#[cfg(test)]
mod tests {
    use super::*;

    fn kinds(risks: &[RiskWarning]) -> Vec<RiskKind> {
        risks.iter().map(|r| r.kind).collect()
    }

    fn expansion_scanner(ratio: f64) -> RiskScanner {
        RiskScanner::empty()
            .with_profile("xx-XX", LocaleProfile::default().with_max_expansion_ratio(ratio))
    }

    #[test]
    fn test_empty_strings_yield_nothing() {
        assert!(scan("", "مرحبا", "ar-SA").is_empty());
        assert!(scan("Hello", "", "ar-SA").is_empty());
    }

    #[test]
    fn test_expansion_boundary() {
        let scanner = expansion_scanner(1.3);
        let risks = scanner.scan("abcdef", "abcdefgh", "xx-XX");
        assert_eq!(kinds(&risks), vec![RiskKind::UiExpansion]);
        assert!(risks[0].message.contains("33% longer"));
        assert!(risks[0].message.contains("3% over"));

        assert!(scanner.scan("abcdef", "abcdefg", "xx-XX").is_empty());
    }

    #[test]
    fn test_expansion_ignores_short_sources() {
        let scanner = expansion_scanner(1.3);
        assert!(scanner.scan("abcde", "abcdefghijklmnop", "xx-XX").is_empty());
    }

    #[test]
    fn test_expansion_counts_characters_not_bytes() {
        let scanner = expansion_scanner(1.3);
        assert!(scanner.scan("abcdef", "äöüßéè", "xx-XX").is_empty());
    }

    #[test]
    fn test_sensitive_terms_case_insensitive_union() {
        let scanner = RiskScanner::empty().with_profile(
            "xx-XX",
            LocaleProfile::default().with_sensitive_terms(&["beer", "casino"]),
        );
        let risks = scanner.scan("Visit the CASINO", "Trink ein Beer", "xx-XX");
        assert_eq!(kinds(&risks), vec![RiskKind::Cultural]);
        assert!(risks[0].message.contains("beer, casino"));

        // only in the translation
        let risks = scanner.scan("Visit", "Casino", "xx-XX");
        assert!(risks[0].message.contains("casino"));
        assert!(!risks[0].message.contains("beer"));
    }

    #[test]
    fn test_sensitive_term_across_boundary_of_concatenation() {
        let scanner = RiskScanner::empty()
            .with_profile("xx-XX", LocaleProfile::default().with_sensitive_terms(&["be"]));
        assert_eq!(scanner.scan("ab", "ec", "xx-XX").len(), 1);
    }

    #[test]
    fn test_formatting_checks_each_emit_once() {
        let scanner = RiskScanner::empty().with_profile(
            "xx-XX",
            LocaleProfile::default()
                .with_formatting_check(FormattingCheck::new(r"\d", "digits").unwrap())
                .with_formatting_check(FormattingCheck::new(r"!", "bang").unwrap()),
        );
        let risks = scanner.scan("Level 3", "Stufe 3!", "xx-XX");
        assert_eq!(
            risks.iter().map(|r| r.message.as_str()).collect::<Vec<_>>(),
            vec!["[FORMATTING_ERROR] digits", "[FORMATTING_ERROR] bang"]
        );
    }

    #[test]
    fn test_concatenation_smell_for_any_locale() {
        let risks = scan("\"Hello \" + name", "Hallo", "xx-XX");
        assert_eq!(kinds(&risks), vec![RiskKind::Formatting]);
        assert!(risks[0].message.contains("ICU"));

        assert_eq!(scan("count + ' items'", "x", "en-US").len(), 1);
        assert!(scan("one + two", "x", "en-US").is_empty());
    }

    #[test]
    fn test_rtl_alert_for_arabic_prefix() {
        let risks = RiskScanner::empty().scan("Hello", "مرحبا", "ar-EG");
        assert_eq!(kinds(&risks), vec![RiskKind::Rtl]);
    }

    #[test]
    fn test_cjk_alert_for_cjk_prefixes() {
        let scanner = RiskScanner::empty();
        for code in ["zh-CN", "zh-TW", "ja-JP", "ko-KR", "ja"] {
            assert_eq!(kinds(&scanner.scan("Hi", "x", code)), vec![RiskKind::CjkFont], "{code}");
        }
        assert!(scanner.scan("Hi", "x", "de-DE").is_empty());
    }

    #[test]
    fn test_check_order_is_fixed() {
        let scanner = RiskScanner::empty().with_profile(
            "ar-XX",
            LocaleProfile::default()
                .with_max_expansion_ratio(1.0)
                .with_sensitive_terms(&["wine"])
                .with_formatting_check(FormattingCheck::new("wine", "fmt").unwrap()),
        );
        let risks = scanner.scan("\"wine \" + glass", "\"wine \" + glass and more", "ar-XX");
        assert_eq!(
            kinds(&risks),
            vec![
                RiskKind::UiExpansion,
                RiskKind::Cultural,
                RiskKind::Formatting,
                RiskKind::Formatting,
                RiskKind::Rtl
            ]
        );
    }

    #[test]
    fn test_unprofiled_locale_only_gets_unconditional_checks() {
        let risks = scan("Short", "A much much longer translation", "en-US");
        assert!(risks.is_empty());
    }

    #[test]
    fn test_builtin_profiles_cover_catalog_except_source_language() {
        let scanner = RiskScanner::default();
        for option in crate::languages::TARGET_LANGUAGES {
            if option.code == "en-US" {
                assert!(scanner.profile(option.code).is_none());
            } else {
                assert!(scanner.profile(option.code).is_some(), "{}", option.code);
            }
        }
    }

    #[test]
    fn test_builtin_german_expansion() {
        let risks = scan("Settings", "Einstellungen", "de-DE");
        assert_eq!(kinds(&risks), vec![RiskKind::UiExpansion]);
    }

    #[test]
    fn test_builtin_arabic_cultural_and_rtl() {
        let risks = scan("Buy wine", "اشتر", "ar-SA");
        assert_eq!(kinds(&risks), vec![RiskKind::Cultural, RiskKind::Rtl]);
    }

    #[test]
    fn test_profile_lookup_is_case_insensitive() {
        assert!(RiskScanner::default().profile("DE-de").is_some());
    }
}
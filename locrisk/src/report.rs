//! CSV audit report of translated entries and their risks.

use std::collections::BTreeMap;

use csv::{QuoteStyle, Terminator, WriterBuilder};

use crate::entry::{ProcessedEntry, RiskKind};
use crate::error::ReportError;

pub const CSV_HEADER: [&str; 6] = [
    "Language",
    "StringKey",
    "Original Text",
    "Translated Text",
    "Risk Type",
    "Risk Message",
];

/// Risk Type written for entries without warnings
pub const PASS: &str = "PASS";

/// Render one row per risk (or a single `PASS` row) for every entry.
///
/// Every field is quoted and embedded quotes are doubled. Newlines inside
/// fields are kept as-is.
pub fn to_csv(entries: &[ProcessedEntry]) -> Result<String, ReportError> {
    let mut writer = WriterBuilder::new()
        .quote_style(QuoteStyle::Always)
        .terminator(Terminator::Any(b'\n'))
        .from_writer(Vec::new());

    writer.write_record(CSV_HEADER)?;

    for entry in entries {
        if entry.risks.is_empty() {
            writer.write_record([
                entry.language_code.as_str(),
                entry.string_key.as_str(),
                entry.original_value.as_str(),
                entry.translated_value.as_str(),
                PASS,
                "",
            ])?;
            continue;
        }
        for risk in &entry.risks {
            writer.write_record([
                entry.language_code.as_str(),
                entry.string_key.as_str(),
                entry.original_value.as_str(),
                entry.translated_value.as_str(),
                risk.kind.as_str(),
                risk.message.as_str(),
            ])?;
        }
    }

    let bytes = writer.into_inner().map_err(|e| e.into_error())?;
    Ok(String::from_utf8(bytes)?)
}

/// Warning counts over a set of processed entries
#[derive(Debug, Clone, Default, PartialEq, Eq)]
pub struct RiskSummary {
    pub entries: usize,
    pub passed: usize,
    pub by_kind: BTreeMap<RiskKind, usize>,
}

impl RiskSummary {
    pub fn from_entries(entries: &[ProcessedEntry]) -> Self {
        let mut summary = RiskSummary {
            entries: entries.len(),
            ..RiskSummary::default()
        };
        for entry in entries {
            if entry.risks.is_empty() {
                summary.passed += 1;
            }
            for risk in &entry.risks {
                *summary.by_kind.entry(risk.kind).or_insert(0) += 1;
            }
        }
        summary
    }

    pub fn warnings(&self) -> usize {
        self.by_kind.values().sum()
    }
}
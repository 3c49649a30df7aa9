//! Data model shared by the parser, scanner, serializer and report generator.

use serde::{Deserialize, Serialize};
use std::fmt;

/// One localizable string read from a tagged source file.
///
/// Entries are immutable once parsed. Duplicate keys are allowed; every
/// `[StringKey]`/`[Value]` pair produces its own entry with its own `id`.
#[derive(Debug, Clone, PartialEq, Eq, Serialize, Deserialize)]
#[serde(rename_all = "camelCase")]
pub struct LocalizationEntry {
    pub id: String,
    pub string_key: String,
    pub original_value: String,
    #[serde(default, skip_serializing_if = "Option::is_none")]
    pub table_id: Option<String>,
}

impl LocalizationEntry {
    pub fn new(string_key: &str, original_value: &str, table_id: Option<&str>) -> Self {
        LocalizationEntry {
            id: generate_id(),
            string_key: string_key.to_owned(),
            original_value: original_value.to_owned(),
            table_id: table_id.map(str::to_owned),
        }
    }
}

/// Header information needed to rebuild a file in the tagged format.
#[derive(Debug, Clone, Default, PartialEq, Eq, Serialize, Deserialize)]
#[serde(rename_all = "camelCase")]
pub struct ParseMetadata {
    pub language_id: Option<String>,
    pub table_id: Option<String>,
    /// Unrecognized tag lines, verbatim and in input order
    pub raw_header: Vec<String>,
}

/// Output of a single parse call
#[derive(Debug, Clone, Default, PartialEq, Eq, Serialize, Deserialize)]
pub struct ParseResult {
    pub entries: Vec<LocalizationEntry>,
    pub metadata: ParseMetadata,
}

/// Category of a localization risk
#[derive(Debug, Clone, Copy, PartialEq, Eq, Hash, PartialOrd, Ord, Serialize, Deserialize)]
pub enum RiskKind {
    #[serde(rename = "RTL_ALERT")]
    Rtl,
    #[serde(rename = "CJK_FONT_ALERT")]
    CjkFont,
    #[serde(rename = "UI_EXPANSION_RISK")]
    UiExpansion,
    #[serde(rename = "CULTURAL_ERROR")]
    Cultural,
    #[serde(rename = "FORMATTING_ERROR")]
    Formatting,
}

impl RiskKind {
    pub const ALL: [RiskKind; 5] = [
        RiskKind::Rtl,
        RiskKind::CjkFont,
        RiskKind::UiExpansion,
        RiskKind::Cultural,
        RiskKind::Formatting,
    ];

    pub fn as_str(&self) -> &'static str {
        match self {
            RiskKind::Rtl => "RTL_ALERT",
            RiskKind::CjkFont => "CJK_FONT_ALERT",
            RiskKind::UiExpansion => "UI_EXPANSION_RISK",
            RiskKind::Cultural => "CULTURAL_ERROR",
            RiskKind::Formatting => "FORMATTING_ERROR",
        }
    }
}

impl fmt::Display for RiskKind {
    fn fmt(&self, f: &mut fmt::Formatter<'_>) -> fmt::Result {
        f.write_str(self.as_str())
    }
}

/// A single heuristic warning attached to a translated entry
#[derive(Debug, Clone, PartialEq, Eq, Serialize, Deserialize)]
pub struct RiskWarning {
    #[serde(rename = "type")]
    pub kind: RiskKind,
    pub message: String,
}

impl RiskWarning {
    pub fn new(kind: RiskKind, message: impl Into<String>) -> Self {
        RiskWarning {
            kind,
            message: message.into(),
        }
    }
}

/// An entry translated into one target language.
///
/// There is one `ProcessedEntry` per (entry, language) pair. Its `id` is
/// derived from both so that fan-out across languages never shares identity.
#[derive(Debug, Clone, PartialEq, Eq, Serialize, Deserialize)]
#[serde(rename_all = "camelCase")]
pub struct ProcessedEntry {
    pub id: String,
    pub string_key: String,
    pub original_value: String,
    #[serde(default, skip_serializing_if = "Option::is_none")]
    pub table_id: Option<String>,
    pub translated_value: String,
    pub language_code: String,
    pub risks: Vec<RiskWarning>,
}

impl ProcessedEntry {
    pub fn new(
        entry: &LocalizationEntry,
        language_code: &str,
        translated_value: String,
        risks: Vec<RiskWarning>,
    ) -> Self {
        ProcessedEntry {
            id: format!("{}-{}", entry.id, language_code),
            string_key: entry.string_key.clone(),
            original_value: entry.original_value.clone(),
            table_id: entry.table_id.clone(),
            translated_value,
            language_code: language_code.to_owned(),
            risks,
        }
    }
}

/// Generate a fresh random (v4) identifier for a parsed entry
pub fn generate_id() -> String {
    uuid::Uuid::new_v4().to_string()
}
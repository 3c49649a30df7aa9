//! Machine translation for locrisk
//!
//! Sends parsed entries to a translation backend in chunks, one target
//! language at a time, scans every result for localization risks and writes
//! the localized files and the CSV report.
//!
//! # Workflow Example
//!
//! ```ignore
//! use locrisk::{LanguageSelection, parse, serialize};
//! use locrisk_mt::{BatchOrchestrator, ChunkSize, Provider, ProviderKind, ProviderSettings};
//! use locrisk_mt::observer::tracing_observer;
//!
//! #[tokio::main]
//! async fn main() -> Result<(), Box<dyn std::error::Error>> {
//!     // 1. Parse the source file
//!     let parsed = parse(&std::fs::read_to_string("strings_en.txt")?);
//!
//!     // 2. Resolve the target languages
//!     let languages = LanguageSelection::Custom(vec!["de-DE".into(), "ar-SA".into()]).resolve()?;
//!
//!     // 3. Translate and scan
//!     let settings = ProviderSettings::from_env();
//!     let provider = Provider::build(ProviderKind::LmStudio, &settings, None, None, tracing_observer())?;
//!     let result = BatchOrchestrator::new(&provider)
//!         .with_chunk_size(ChunkSize::from(20))
//!         .run(&parsed.entries, &languages)
//!         .await;
//!
//!     // 4. Write one file per language
//!     for language in &languages {
//!         println!("{}", serialize(&result.entries, &language.code, &parsed.metadata));
//!     }
//!     Ok(())
//! }
//! ```

pub mod chat;
pub mod echo;
pub mod error;
pub mod export;
pub mod lmstudio;
pub mod observer;
pub mod openai;
pub mod orchestrator;
pub mod provider;
pub mod remote;
pub mod response;
pub mod translator;
pub mod wire;


// Re-export main types for convenient access
pub use echo::{EchoMode, EchoTranslator};
pub use error::{ExportError, ProviderError, ProviderResult};
pub use export::{
    ARCHIVE_NAME, ExportReport, OutputOptions, archive_bytes, export_text, report_file_name,
    text_file_name, write_archive, write_outputs,
};
pub use lmstudio::LmStudioTranslator;
pub use observer::{LogLevel, LogRecord, MemoryObserver, RunObserver, TracingObserver};
pub use openai::OpenAiTranslator;
pub use orchestrator::{BatchOrchestrator, BatchResult, ChunkSize, SkippedLanguage};
pub use provider::{Provider, ProviderKind, ProviderSettings};
pub use remote::RemoteTranslator;
pub use response::decode_translations;
pub use translator::Translator;
pub use wire::{ErrorResponse, TranslateRequest, TranslateResponse};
----------------
Among the lines above, the ones holding the word "tagged" must be counted; only that count is to be given.

■ RESULT FOR THIS EXERCISE
2